Bioinformatics is the use of computer programs to answer biological questions. With the recent explosion in freely available RNA sequencing data, researchers must learn how to interpret this information to understand the role of genetics in health and disease.

What Students will do

Students will perform a bioinformatics analysis on RNA sequencing data from healthy and diseased brain tissue to quantify transcriptomic expression. With tools such as HISAT2 and stringtie, students will explore the genetic factors in neurodegenerative disease such as Alzheimer's Disease, Parkinson's Disease and Multiple System Atrophy

Prerequisite Study

  • Biology

Areas of Student Interest

  • Exploration of human genome to understand complex diseases
  • Investigating neurodegenerative diseases, such as Alzheimer’s disease
  • How gene expression impacts human disease
  • Application of computer science in genomic research

 

Lead Academic: Michael Janitz, Senior Lecturer, School of Biotechnology and Biomolecular Sciences

Michael Jantiz
Dr Michael Janitz is a senior lecturer at the School of Biotechnology and Biomolecular Sciences. He completed his PhD at the Free University of Berlin, Germany and performed postdoctoral research at the Department of Vertebrate Genomics at the Max Planck Institute for Molecular Genetics in Berlin.
 
Michael’s team uses molecular genomics techniques, such as RNA sequencing, to identify gene sets that are specifically expressed in functionally distinct regions of the human brain. Michael’s research is focused on so-called dark matter of the human genome that encodes RNA transcripts, called non-coding RNAs, which do not express proteins but have a regulatory and structural functions in cellular physiology.
 

Michael’s team pioneered research towards understanding of the function and expression patterns of non-coding RNAs in the brain, which is the richest source of these species in the human body. Michael and his team believe that these specific transcripts contribute to the underlying molecular complexity and functional uniqueness of the human brain, i.e. abstract thinking. 
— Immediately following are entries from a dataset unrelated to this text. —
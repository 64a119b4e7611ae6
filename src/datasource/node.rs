// Copyright 2019-2026 ChainSafe Systems
// SPDX-License-Identifier: Apache-2.0, MIT

use std::collections::{BTreeMap, HashSet};
use std::time::Duration;

use async_trait::async_trait;
use backon::{ExponentialBuilder, Retryable as _};
use base64::{Engine as _, prelude::BASE64_STANDARD};
use cid::Cid;
use futures::{StreamExt as _, TryStreamExt as _, stream};
use jsonrpsee::core::ClientError;
use serde::{Deserialize, Serialize, de::DeserializeOwned};
use tracing::{debug, warn};

use super::{ActorStateView, DataSource, Error, NodeInfo, PeerInfo};
use crate::blocks::{Tipset, TipsetKey};
use crate::lotus_json;
use crate::message::{
    ActorEvent, BlockMessages, ExecutedMessage, ExecutionTrace, InvocResult, Message, Receipt,
};
use crate::networks::ChainConfig;
use crate::rpc::Client;
use crate::shim::{
    address::Address, clock::ChainEpoch, state_tree::ActorState,
    version::NetworkVersion,
};

/// Concurrent actor lookups while resolving message executions.
const ACTOR_LOOKUP_CONCURRENCY: usize = 16;

#[derive(Debug, Clone, Serialize)]
#[serde(transparent)]
struct CidParam(#[serde(with = "lotus_json::cid")] Cid);

#[derive(Deserialize)]
#[serde(rename_all = "PascalCase")]
struct ParentMessage {
    #[serde(with = "lotus_json::cid")]
    cid: Cid,
    message: Message,
}

#[derive(Deserialize)]
#[serde(rename_all = "PascalCase")]
struct ReadState {
    #[serde(default)]
    state: serde_json::Value,
}

#[derive(Deserialize)]
#[serde(rename_all = "PascalCase")]
struct ComputeStateOutput {
    #[serde(with = "lotus_json::nullable_vec", default)]
    trace: Vec<InvocResult>,
}

/// A [`DataSource`] backed by a Lotus-compatible node's JSON-RPC API.
#[derive(Clone)]
pub struct NodeDataSource {
    client: Client,
    chain_config: ChainConfig,
    retries: usize,
}

impl NodeDataSource {
    pub fn new(client: Client, chain_config: ChainConfig, retries: usize) -> Self {
        Self {
            client,
            chain_config,
            retries,
        }
    }

    pub fn chain_config(&self) -> &ChainConfig {
        &self.chain_config
    }

    /// Calls a node method, retrying while the node is unavailable.
    async fn call<P, R>(&self, method: &'static str, params: P) -> Result<R, Error>
    where
        P: Serialize + Clone + Send + Sync,
        R: DeserializeOwned,
    {
        (|| async {
            self.client
                .call(method, params.clone())
                .await
                .map_err(|e| map_client_error(method, e))
        })
        .retry(
            ExponentialBuilder::default()
                .with_min_delay(Duration::from_millis(200))
                .with_max_times(self.retries),
        )
        .when(Error::is_retryable)
        .notify(|err, after| warn!(method, %err, "node call failed, retrying in {after:?}"))
        .await
    }

    /// Identifiers of every message included in the tipset's blocks.
    async fn included_messages(&self, ts: &Tipset) -> Result<HashSet<Cid>, Error> {
        let mut out = HashSet::new();
        for block in ts.cids() {
            let msgs = self.block_messages(block).await?;
            out.extend(msgs.all().into_iter().map(|(cid, _)| cid));
        }
        Ok(out)
    }

    async fn actor_codes(
        &self,
        addresses: HashSet<Address>,
        key: &TipsetKey,
    ) -> Result<BTreeMap<Address, Cid>, Error> {
        stream::iter(addresses)
            .map(|address| async move {
                match self.actor(&address, key).await {
                    Ok(actor) => Ok(Some((address, actor.code))),
                    Err(e) if e.is_not_found() => Ok(None),
                    Err(e) => Err(e),
                }
            })
            .buffer_unordered(ACTOR_LOOKUP_CONCURRENCY)
            .try_filter_map(|it| async move { Ok(it) })
            .try_collect()
            .await
    }
}

fn map_client_error(method: &str, e: ClientError) -> Error {
    match e {
        ClientError::Call(obj) => {
            let message = obj.message().to_lowercase();
            if message.contains("not found")
                || message.contains("resolution lookup failed")
                || message.contains("no such")
            {
                Error::NotFound(format!("{method}: {}", obj.message()))
            } else {
                Error::Other(format!("{method}: {}", obj.message()))
            }
        }
        ClientError::Transport(_)
        | ClientError::RequestTimeout
        | ClientError::RestartNeeded(_) => Error::ChainUnavailable(format!("{method}: {e}")),
        other => Error::Other(format!("{method}: {other}")),
    }
}

#[async_trait]
impl DataSource for NodeDataSource {
    async fn chain_head(&self) -> Result<Tipset, Error> {
        self.call("Filecoin.ChainHead", ()).await
    }

    async fn tipset(&self, key: &TipsetKey) -> Result<Tipset, Error> {
        self.call("Filecoin.ChainGetTipSet", (key.clone(),)).await
    }

    async fn tipset_by_height(
        &self,
        height: ChainEpoch,
        from: &TipsetKey,
    ) -> Result<Tipset, Error> {
        self.call("Filecoin.ChainGetTipSetByHeight", (height, from.clone()))
            .await
    }

    async fn block_messages(&self, block: &Cid) -> Result<BlockMessages, Error> {
        self.call("Filecoin.ChainGetBlockMessages", (CidParam(*block),))
            .await
    }

    async fn parent_receipts(&self, block: &Cid) -> Result<Vec<Receipt>, Error> {
        let receipts: Option<Vec<Receipt>> = self
            .call("Filecoin.ChainGetParentReceipts", (CidParam(*block),))
            .await?;
        Ok(receipts.unwrap_or_default())
    }

    async fn parent_messages(&self, block: &Cid) -> Result<Vec<(Cid, Message)>, Error> {
        let msgs: Option<Vec<ParentMessage>> = self
            .call("Filecoin.ChainGetParentMessages", (CidParam(*block),))
            .await?;
        Ok(msgs
            .unwrap_or_default()
            .into_iter()
            .map(|m| (m.cid, m.message))
            .collect())
    }

    async fn actor(&self, address: &Address, key: &TipsetKey) -> Result<ActorState, Error> {
        let actor: Option<ActorState> = self
            .call("Filecoin.StateGetActor", (address.clone(), key.clone()))
            .await?;
        actor.ok_or_else(|| Error::NotFound(format!("actor {address} at {key}")))
    }

    async fn actor_state(&self, address: &Address, ts: &Tipset) -> Result<ActorStateView, Error> {
        let actor = self.actor(address, ts.key()).await?;
        let read: ReadState = self
            .call("Filecoin.StateReadState", (address.clone(), ts.key().clone()))
            .await?;
        Ok(ActorStateView {
            actor,
            state: read.state,
        })
    }

    async fn changed_actors(
        &self,
        old_root: &Cid,
        new_root: &Cid,
    ) -> Result<BTreeMap<Address, ActorState>, Error> {
        let changed: Option<BTreeMap<Address, ActorState>> = self
            .call(
                "Filecoin.StateChangedActors",
                (CidParam(*old_root), CidParam(*new_root)),
            )
            .await?;
        Ok(changed.unwrap_or_default())
    }

    async fn message_executions(
        &self,
        current: &Tipset,
        executed: &Tipset,
    ) -> Result<Vec<ExecutedMessage>, Error> {
        let output: ComputeStateOutput = self
            .call(
                "Filecoin.StateCompute",
                (executed.epoch(), (), executed.key().clone()),
            )
            .await?;
        let included = self.included_messages(executed).await?;
        let addresses = output
            .trace
            .iter()
            .flat_map(|it| [it.msg.from.clone(), it.msg.to.clone()])
            .collect();
        let codes = self.actor_codes(addresses, current.key()).await?;
        debug!(
            height = current.epoch(),
            messages = output.trace.len(),
            "computed message executions"
        );

        Ok(output
            .trace
            .into_iter()
            .map(|it| {
                let receipt = it.msg_rct.unwrap_or_default();
                let trace = it
                    .execution_trace
                    .unwrap_or_else(|| ExecutionTrace::leaf(&it.msg, receipt.exit_code));
                ExecutedMessage {
                    cid: it.msg_cid,
                    implicit: !included.contains(&it.msg_cid),
                    from_actor_code: codes.get(&it.msg.from).copied(),
                    to_actor_code: codes.get(&it.msg.to).copied(),
                    error: (!it.error.is_empty()).then_some(it.error),
                    message: it.msg,
                    receipt,
                    gas_cost: it.gas_cost,
                    trace,
                }
            })
            .collect())
    }

    async fn events(&self, events_root: &Cid) -> Result<Vec<ActorEvent>, Error> {
        let events: Option<Vec<ActorEvent>> = self
            .call("Filecoin.ChainGetEvents", (CidParam(*events_root),))
            .await?;
        Ok(events.unwrap_or_default())
    }

    async fn decode_params(
        &self,
        to: &Address,
        method: u64,
        params: &[u8],
        key: &TipsetKey,
    ) -> Result<serde_json::Value, Error> {
        self.call(
            "Filecoin.StateDecodeParams",
            (to.clone(), method, BASE64_STANDARD.encode(params), key.clone()),
        )
        .await
    }

    async fn actor_code_cids(
        &self,
        version: NetworkVersion,
    ) -> Result<BTreeMap<String, Cid>, Error> {
        let codes: BTreeMap<String, CidJson> = self
            .call("Filecoin.StateActorCodeCIDs", (version,))
            .await?;
        Ok(codes.into_iter().map(|(k, v)| (k, v.0)).collect())
    }

    fn network_version(&self, height: ChainEpoch) -> NetworkVersion {
        self.chain_config.network_version(height)
    }
}

#[derive(Deserialize)]
#[serde(transparent)]
struct CidJson(#[serde(with = "lotus_json::cid")] Cid);

#[async_trait]
impl NodeInfo for NodeDataSource {
    async fn net_id(&self) -> Result<String, Error> {
        self.call("Filecoin.ID", ()).await
    }

    async fn net_peers(&self) -> Result<Vec<PeerInfo>, Error> {
        let peers: Option<Vec<PeerInfo>> = self.call("Filecoin.NetPeers", ()).await?;
        Ok(peers.unwrap_or_default())
    }

    async fn net_agent_version(&self, peer: &str) -> Result<String, Error> {
        self.call("Filecoin.NetAgentVersion", (peer.to_owned(),))
            .await
    }

    async fn sync_state(&self) -> Result<serde_json::Value, Error> {
        self.call("Filecoin.SyncState", ()).await
    }
}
Mentor: Lachlan Gray, MSc student

Lachlan Gray

Lachlan is a Masters by Research student in Dr Michael Janitz research group at the School of Biotechnology and Biomolecular Science at UNSW Sydney. Lachlan’s work focuses on analysis of circular RNAs, a novel class of non-protein coding RNA molecules and investigation of their potential role in human disease. Lachlan is also interested in how bioinformatics can explore complex biological processes in health and disease.